Petrol tax going up for the first time in 5 years in South Africa
The government plans to increase the Road Accident Fund (RAF) Levy for the first time in five years.
The levy, which adds to the cost of every litre of fuel sold in South Africa, has been frozen since 2021, as the government previously implemented relief measures to assist households in the wake of the Covid-19 pandemic.
However, during the 2026 Budget Speech, Finance Minister Enoch Godongwana announced that the RAF Levy will be adjusted to account for inflation this year.
This comes at a time when the RAF is being heavily scrutinised for severe mismanagement, irregularities, and inefficiencies, following a inquiry by the Standing Committee on Public Accounts (SCOPA).
SCOPA began probing the state-owned entity after it received an adverse audit opinion for the 2024/2025 financial year.
The RAF receives its funding from the RAF Levy, a tax that adds R2.18 to every litre of petrol and diesel in South Africa.
The levy, which generates approximately R50 billion per year for the RAF, has been sitting at R2.18 for the last five years, but it will now be raised by 7c per litre, according to Godongwana.
The state insurance agency warned in its most recent report that the current fuel levy is not sustainable for the long-term settlement of claims or the fund’s overall sustainability.
The RAF paid out R42.6 billion in claims over the last financial year, and had R10.4 billion in unpaid claims.
Between 2022 and 2025, the RAF has generated R195 billion in fuel levies, of which R185 billion has been paid out in claims.

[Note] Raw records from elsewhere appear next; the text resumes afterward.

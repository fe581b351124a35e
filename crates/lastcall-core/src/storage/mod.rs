mod config;
pub mod database;

pub use config::{Config, EngineConfig};
pub use database::{Database, LoadedState};

use std::path::PathBuf;

/// Returns the data directory, creating it if needed.
///
/// `LASTCALL_DATA_DIR` overrides the location wholesale (tests point it at
/// a temp dir). Otherwise `~/.config/lastcall`, or `~/.config/lastcall-dev`
/// when `LASTCALL_ENV=dev`.
pub fn data_dir() -> std::io::Result<PathBuf> {
    let dir = match std::env::var("LASTCALL_DATA_DIR") {
        Ok(dir) if !dir.is_empty() => PathBuf::from(dir),
        _ => {
            let base = dirs::home_dir()
                .unwrap_or_else(|| PathBuf::from("."))
                .join(".config");
            let env = std::env::var("LASTCALL_ENV").unwrap_or_else(|_| "production".to_string());
            if env == "dev" {
                base.join("lastcall-dev")
            } else {
                base.join("lastcall")
            }
        }
    };
    std::fs::create_dir_all(&dir)?;
    Ok(dir)
}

The fund is intended to compensate victims injured in road-related accidents in South Africa, including medical expenses, loss of income, funeral costs, general damages, and future medical and rehabilitation expenses.
Since 2000, the RAF Levy’s contribution has increased by 1,400% for petrol and 2,106% for diesel.
The planned increase will raise the levy to R2.25 per litre for both petrol and diesel.
Minister Godongwana said that the increases to some taxes are unavoidable.
The RAF’s poor audit opinion for the 2024/2025 financial year was caused by the RAF using an accounting standard that “fundamentally differs from the prescribed GRAP standard,” according to the Auditor General of South Africa.
This meant that the entity under-reported its liabilities and expenditures. It also failed to record irregular expenditure due to inadequate systems to detect and disclose it.
SCOPA is currently finalizing its probe into the RAF and its governance failures.
Petrol tax paying for government mismanagement

SCOPA chair Sengezo Zibi claimed that the inquiry found far-reaching examples of governance failures at the RAF.
“Dysfunction is the right way to describe it,” he said.
The RAF board recently placed its acting CEO, CFO, Chief Governance Officer and the Head of the CEO’s office on precautionary suspension.
One of the biggest irregularities flagged by SCOPA was that the entity changed its accounting policy.
This affected 50,000 claimants and was implemented without any recorded executive meeting or board approval.
Suppliers were also consulted and preparations were made before the RAF’s governance had even discussed the matter.
Additionally, SCOPA found that the RAF outsourced nearly R1 billion in procurement to two external companies, each awarded R500 million, without examining invoices.
This allowed suppliers to procure from relatives and friends at allegedly inflated prices.